When Karla Koziura decided to send her two children to Puerta Abierta, Evanston’s only fully Spanish-immersion preschool, she said she was hoping to normalize bilingualism for her kids.
“I grew up in the states feeling different and a little bit embarrassed that my mom spoke with an accent or that we had different, weird food at home,” Koziura said. “(Puerta Abierta) set in place that it was very normal to speak another language.”
Koziura’s passion for Spanish immersion from a young age for her children is shared by many families in Evanston. Since its founding in 1997, Puerta Abierta has grown from just over 10 students to nearly 50 enrolled. Founder and Director María Weisgal said Puerta Abierta has always prioritized an inclusive educational approach.
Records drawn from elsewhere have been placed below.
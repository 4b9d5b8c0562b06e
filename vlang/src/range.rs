//! Numeric range expressions used to pick a pluralized variant.
//!
//! The grammar is deliberately tiny:
//!
//! - `"1,2"` is the range `[1, 2]`
//! - `"1,"` is `[1, +inf]`
//! - `",1"` is `[-inf, 1]`
//! - `",!1"` is `[-inf, 1[`
//! - `"1"` is `[1, 1]`
//!
//! A bound prefixed with `!` is exclusive. Bounds are base-10 integers.

use std::str::FromStr;

use crate::error::Error;

/// One end of a [`RangeExpr`].
#[derive(Debug, Clone, Copy, PartialEq)]
pub struct Bound {
    pub value: f64,
    pub exclusive: bool,
}

impl Bound {
    /// Open lower end, `-inf` inclusive.
    pub const UNBOUNDED_BELOW: Bound = Bound {
        value: f64::NEG_INFINITY,
        exclusive: false,
    };

    /// Open upper end, `+inf` inclusive.
    pub const UNBOUNDED_ABOVE: Bound = Bound {
        value: f64::INFINITY,
        exclusive: false,
    };
}

/// A parsed range expression.
#[derive(Debug, Clone, Copy, PartialEq)]
pub struct RangeExpr {
    pub lower: Bound,
    pub upper: Bound,
}

impl RangeExpr {
    /// Returns `true` when `n` lies between both bounds.
    pub fn contains(&self, n: f64) -> bool {
        let above_lower = if self.lower.exclusive {
            self.lower.value < n
        } else {
            self.lower.value <= n
        };
        let below_upper = if self.upper.exclusive {
            n < self.upper.value
        } else {
            n <= self.upper.value
        };
        above_lower && below_upper
    }
}

impl FromStr for RangeExpr {
    type Err = Error;

    fn from_str(s: &str) -> Result<Self, Self::Err> {
        let invalid = || Error::InvalidRange(s.to_string());

        if s.is_empty() {
            return Err(invalid());
        }

        let parts: Vec<&str> = s.split(',').collect();
        match parts.as_slice() {
            [single] => {
                let bound = parse_bound(single).ok_or_else(invalid)?;
                Ok(RangeExpr {
                    lower: bound,
                    upper: bound,
                })
            }
            [lower, upper] => {
                let lower = if lower.is_empty() {
                    Bound::UNBOUNDED_BELOW
                } else {
                    parse_bound(lower).ok_or_else(invalid)?
                };
                let upper = if upper.is_empty() {
                    Bound::UNBOUNDED_ABOVE
                } else {
                    parse_bound(upper).ok_or_else(invalid)?
                };
                Ok(RangeExpr { lower, upper })
            }
            _ => Err(invalid()),
        }
    }
}

// A `!` alone is not an open bound: there is nothing left to parse.
fn parse_bound(part: &str) -> Option<Bound> {
    let (exclusive, digits) = match part.strip_prefix('!') {
        Some(rest) => (true, rest),
        None => (false, part),
    };
    let value = digits.trim().parse::<i64>().ok()?;
    Some(Bound {
        value: value as f64,
        exclusive,
    })
}

/// Tests whether `n` falls inside `range`.
///
/// Malformed expressions never match.
pub fn is_in_range(range: &str, n: f64) -> bool {
    range
        .parse::<RangeExpr>()
        .map(|expr| expr.contains(n))
        .unwrap_or(false)
}
use std::collections::HashSet;
use std::path::{Path, PathBuf};

use ignore::WalkBuilder;
use rayon::prelude::*;
use tracing::debug;
use vlang::FileKind;

/// Expand inputs into the source files that may carry message blocks.
///
/// Files are kept as given. Directories are walked in parallel, honouring
/// `.gitignore` and skipping hidden entries; only `.vue` and `.js` files are
/// collected from them.
pub fn expand_sources(inputs: &[String]) -> Result<Vec<PathBuf>, String> {
    let mut files: Vec<PathBuf> = Vec::new();
    let mut roots: Vec<PathBuf> = Vec::new();

    for input in inputs {
        let path = Path::new(input);
        if path.is_dir() {
            roots.push(path.to_path_buf());
        } else if path.is_file() {
            files.push(path.to_path_buf());
        } else {
            return Err(format!("File does not exist: {}", input));
        }
    }

    let walked: Vec<PathBuf> = roots.par_iter().flat_map(|root| walk(root)).collect();
    debug!(
        files = files.len(),
        walked = walked.len(),
        "collected source files"
    );

    // Deduplicate while preserving order
    let mut seen: HashSet<PathBuf> = HashSet::new();
    let mut results: Vec<PathBuf> = Vec::with_capacity(files.len() + walked.len());
    for path in files.into_iter().chain(walked) {
        if seen.insert(path.clone()) {
            results.push(path);
        }
    }
    Ok(results)
}

fn walk(root: &Path) -> Vec<PathBuf> {
    let walker = WalkBuilder::new(root)
        .git_ignore(true)
        .git_exclude(true)
        .hidden(true)
        .ignore(true)
        .parents(true)
        .build();

    let mut out: Vec<PathBuf> = walker
        .filter_map(Result::ok)
        .filter(|dent| dent.file_type().is_some_and(|t| t.is_file()))
        .map(|dent| dent.into_path())
        .filter(|path| FileKind::from_path(path).is_some())
        .collect();
    out.sort();
    out
}

/// Name a source file by its path relative to `root`, with `/` separators.
pub fn component_name(path: &Path, root: Option<&Path>) -> String {
    let relative = root
        .and_then(|root| path.strip_prefix(root).ok())
        .unwrap_or(path);
    relative
        .components()
        .map(|c| c.as_os_str().to_string_lossy())
        .collect::<Vec<_>>()
        .join("/")
}

#[cfg(test)]
mod tests {
    use super::*;
    use std::fs;
    use tempfile::TempDir;

    #[test]
    fn test_expand_sources_walks_directories() {
        let temp_dir = TempDir::new().unwrap();
        let root = temp_dir.path();
        fs::create_dir_all(root.join("components")).unwrap();
        fs::create_dir_all(root.join(".cache")).unwrap();
        fs::write(root.join("components/Header.vue"), "").unwrap();
        fs::write(root.join("api.js"), "").unwrap();
        fs::write(root.join("README.md"), "").unwrap();
        fs::write(root.join(".cache/Old.vue"), "").unwrap();

        let found = expand_sources(&[root.to_string_lossy().to_string()]).unwrap();
        let names: Vec<String> = found
            .iter()
            .map(|p| component_name(p, Some(root)))
            .collect();
        assert_eq!(names, vec!["api.js", "components/Header.vue"]);
    }

    #[test]
    fn test_expand_sources_keeps_files_and_dedups() {
        let temp_dir = TempDir::new().unwrap();
        let file = temp_dir.path().join("A.vue");
        fs::write(&file, "").unwrap();
        let input = file.to_string_lossy().to_string();

        let found = expand_sources(&[input.clone(), input]).unwrap();
        assert_eq!(found, vec![file]);
    }

    #[test]
    fn test_expand_sources_missing_file() {
        let err = expand_sources(&["nope/Missing.vue".to_string()]).unwrap_err();
        assert!(err.contains("File does not exist"));
    }

    #[test]
    fn test_component_name_without_root() {
        assert_eq!(
            component_name(Path::new("src/components/Nav.vue"), None),
            "src/components/Nav.vue"
        );
    }
}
Providing financial support for families that could not afford a preschool education is paramount to the school’s mission, according to Weisgal.
“The name of the school is Puerta Abierta, and that means ‘open door,’” Weisgal said. “I chose that name because when we founded it, I decided that we were never going to say no to a child because they couldn’t pay.”
Hemenway United Methodist Church, the church in which Puerta Abierta is located, provided financial support in the beginning years of operation, but the school itself is secular. Now, in addition to state grants, parents of children and alumni fundraise to help those with monetary constraints, according to Weisgal.
That all helps fund a culturally-aware education, Andrea Martinez, Weisgal’s office assistant, said. Throughout the year, children engage in multicultural activities, including an annual festival.
“At the beginning of the school year, we talk about our families… how we came from different backgrounds,” Martinez, who is also a Puerta Abierta parent, said. “So we had kids bring in maps where they… tell us where their parents or grandparents came from.”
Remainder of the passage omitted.